Citations generated from the search strategy will be reviewed using the Covidence software which will be used to identify publications for inclusion in the review. These will then be uploaded and stored in a Zotero library. The data extraction of selected publications will be done using Covidence.

Data analysis

First, a descriptive analysis will be done to provide an overview of the data that is extracted from the included publications, using quantitative and qualitative methods.

Following this, a critical analysis will be undertaken to identify the:

  • 1. Concepts that are used for health research on/with racially minoritised groups

  • 2. Types of data on race, ethnicity and related euphemisms and proxies that are used, and arguments put forward to justify their use

  • 3. Methodology and methods that are used for research on/with racially minoritised groups, with a particular focus on recommendations, research gaps, innovative approaches, and methods

The results of the critical analysis will then be used to inform the development of proposed guidelines for best practices in the use and deployment of data and research in racialised minority groups, with the aim of addressing health disparities.

Reporting and registration

The first and final drafts of the review protocol are stored on a community platform on Zenodo (Meudec et al., 2022a, 2022b). This protocol has been completed in line with the PRISMA-P reporting guidelines (Meudec et al., 2022d).
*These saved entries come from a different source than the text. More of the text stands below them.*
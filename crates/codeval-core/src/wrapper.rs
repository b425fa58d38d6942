//! Selects a template transformer by language name and wraps generated code.
//!
//! Names are matched exactly. Mapping loose names such as `python` onto a
//! registered key is the caller's job.

use serde_json::{Map, Value};
use std::collections::HashMap;

use crate::core_types::WrappedProgram;
use crate::errors::EvalError;
use crate::transformer::TemplateTransformer;

pub struct CodeWrapper {
    transformers: HashMap<String, TemplateTransformer>,
}

impl CodeWrapper {
    /// Wrapper with the `python3` and `javascript` transformers registered.
    pub fn new() -> Self {
        let mut wrapper = Self::empty();
        wrapper.register("python3", TemplateTransformer::Python3);
        wrapper.register("javascript", TemplateTransformer::JavaScript);
        wrapper
    }

    pub fn empty() -> Self {
        Self {
            transformers: HashMap::new(),
        }
    }

    pub fn register(&mut self, language: impl Into<String>, transformer: TemplateTransformer) {
        self.transformers.insert(language.into(), transformer);
    }

    pub fn transformer(&self, language: &str) -> Result<TemplateTransformer, EvalError> {
        self.transformers
            .get(language)
            .copied()
            .ok_or_else(|| EvalError::UnsupportedLanguage(language.to_string()))
    }

    pub fn wrap(
        &self,
        language: &str,
        code: &str,
        inputs: &Map<String, Value>,
    ) -> Result<WrappedProgram, EvalError> {
        let transformer = self.transformer(language)?;
        log::debug!("Wrapping {} code with {:?} transformer", language, transformer);
        transformer.transform_caller(code, inputs)
    }

    pub fn supported_languages(&self) -> Vec<String> {
        let mut languages: Vec<String> = self.transformers.keys().cloned().collect();
        languages.sort();
        languages
    }
}

impl Default for CodeWrapper {
    fn default() -> Self {
        Self::new()
    }
}
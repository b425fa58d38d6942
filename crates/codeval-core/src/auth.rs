//! Console login, used once at startup to obtain the bearer token for the
//! code generation API.

use reqwest::Client;
use serde::{Deserialize, Serialize};

use crate::config::types::ConsoleConfig;
use crate::errors::EvalError;

pub const LOGIN_PATH: &str = "/console/api/login";

#[derive(Debug, Serialize)]
struct LoginRequest<'a> {
    email: &'a str,
    password: &'a str,
    language: &'a str,
    remember_me: bool,
}

#[derive(Debug, Deserialize)]
struct LoginResponse {
    #[serde(default)]
    result: String,
    #[serde(default)]
    data: Option<LoginTokens>,
}

#[derive(Debug, Deserialize)]
struct LoginTokens {
    access_token: String,
}

pub struct ConsoleAuthClient {
    client: Client,
    base_url: String,
}

impl ConsoleAuthClient {
    pub fn new(base_url: &str) -> Self {
        Self {
            client: Client::new(),
            base_url: base_url.trim_end_matches('/').to_string(),
        }
    }

    pub async fn login(&self, email: &str, password: &str) -> Result<String, EvalError> {
        if email.is_empty() || password.is_empty() {
            return Err(EvalError::ConfigError(
                "Console email and password are required to log in".to_string(),
            ));
        }

        let url = format!("{}{}", self.base_url, LOGIN_PATH);
        log::debug!("Logging in to {} as {}", url, email);

        let payload = LoginRequest {
            email,
            password,
            language: "en-US",
            remember_me: true,
        };

        let response = self
            .client
            .post(&url)
            .json(&payload)
            .send()
            .await
            .map_err(|e| EvalError::AuthError(format!("Login request failed: {}", e)))?;

        let status = response.status();
        if !status.is_success() {
            let error_text = response.text().await.unwrap_or_else(|_| {
                "Unknown error while reading error response body".to_string()
            });
            return Err(EvalError::AuthError(format!(
                "Login failed with status {}: {}",
                status, error_text
            )));
        }

        let login: LoginResponse = response
            .json()
            .await
            .map_err(|e| EvalError::AuthError(format!("Failed to parse login response: {}", e)))?;

        match login.data {
            Some(tokens) if login.result == "success" && !tokens.access_token.is_empty() => {
                log::info!("Logged in to console as {}", email);
                Ok(tokens.access_token)
            }
            _ => Err(EvalError::AuthError(format!(
                "Login was not successful (result: {})",
                login.result
            ))),
        }
    }

    pub async fn login_with(&self, console: &ConsoleConfig) -> Result<String, EvalError> {
        self.login(&console.email, console.password()).await
    }
}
The finalised review protocol will be registered and peer-reviewed on the Open Research Platform F1000Research.

Review team

Core team: Marie Meudec, Clara Affun-Adegbulu, Theo Cosaert

Review team: Marie Meudec, Clara Affun-Adegbulu, Theo Cosaert, Eskedar Getie Mekonnen, Lidvine Ngonseu Harpi, Enata Mushimiyimana

Extended project group: Soledad Colombe, Charles Ddungu, Sarah Demart, Cleo Maerivoet, Lazare Manirankunda, Joris Michielsen, Claudia Nieto, Christiana Nöstlinger, Jef Vanhamel, Ella Van Landeghem, Tine Verdonck

Following ITM guidelines on authorship (Institute of Tropical Medicine, 2017), the core team has carried out the following tasks: 1) conception of the work; 2) design of the study and drafting of the review protocol; 3) execution of the study; 4) data analysis; 5) data interpretation; 6) writing of the review. The review team will participate in tasks 2, 3, 4, 5, 6. The extended group has been, and will be involved in steps 2, 5, and 6.

Positionality

Marie Meudec is a white researcher who has no personal experience of racism. From personal and professional experience - a) research on health inequalities and discrimination based on gender, sexuality, migratory status, different forms of spatial marginalisation, police racism, etc, b) providing expert court testimony on police racial profiling in Canada and asylum cases in the UK; and c) organising and facilitating anti-racism workshops on whiteness and white supremacy in Canada, Marie has developed a sensitivity to issues of racism and racial justice in the countries where she has lived and worked (France, Canada, UK, Haiti, Belgium).

Clara Affun-Adegbulu is a Black woman with a lived and personal experience of anti-Black racism and misogynoir, amongst others. During her nursing studies and throughout her career as a district and psychiatric nurse in Belgium, France and the UK, Clara also gained direct professional experience of anti-Black racism, race- and ethnicity-based discrimination more generally, as well as the intersections of the two with other forms of discrimination. Her understanding of, and sensitivity to these issues has further developed, as a result of her work as a public health researcher studying health equity, including among migrants and displaced populations from fragile and conflict-affected settings.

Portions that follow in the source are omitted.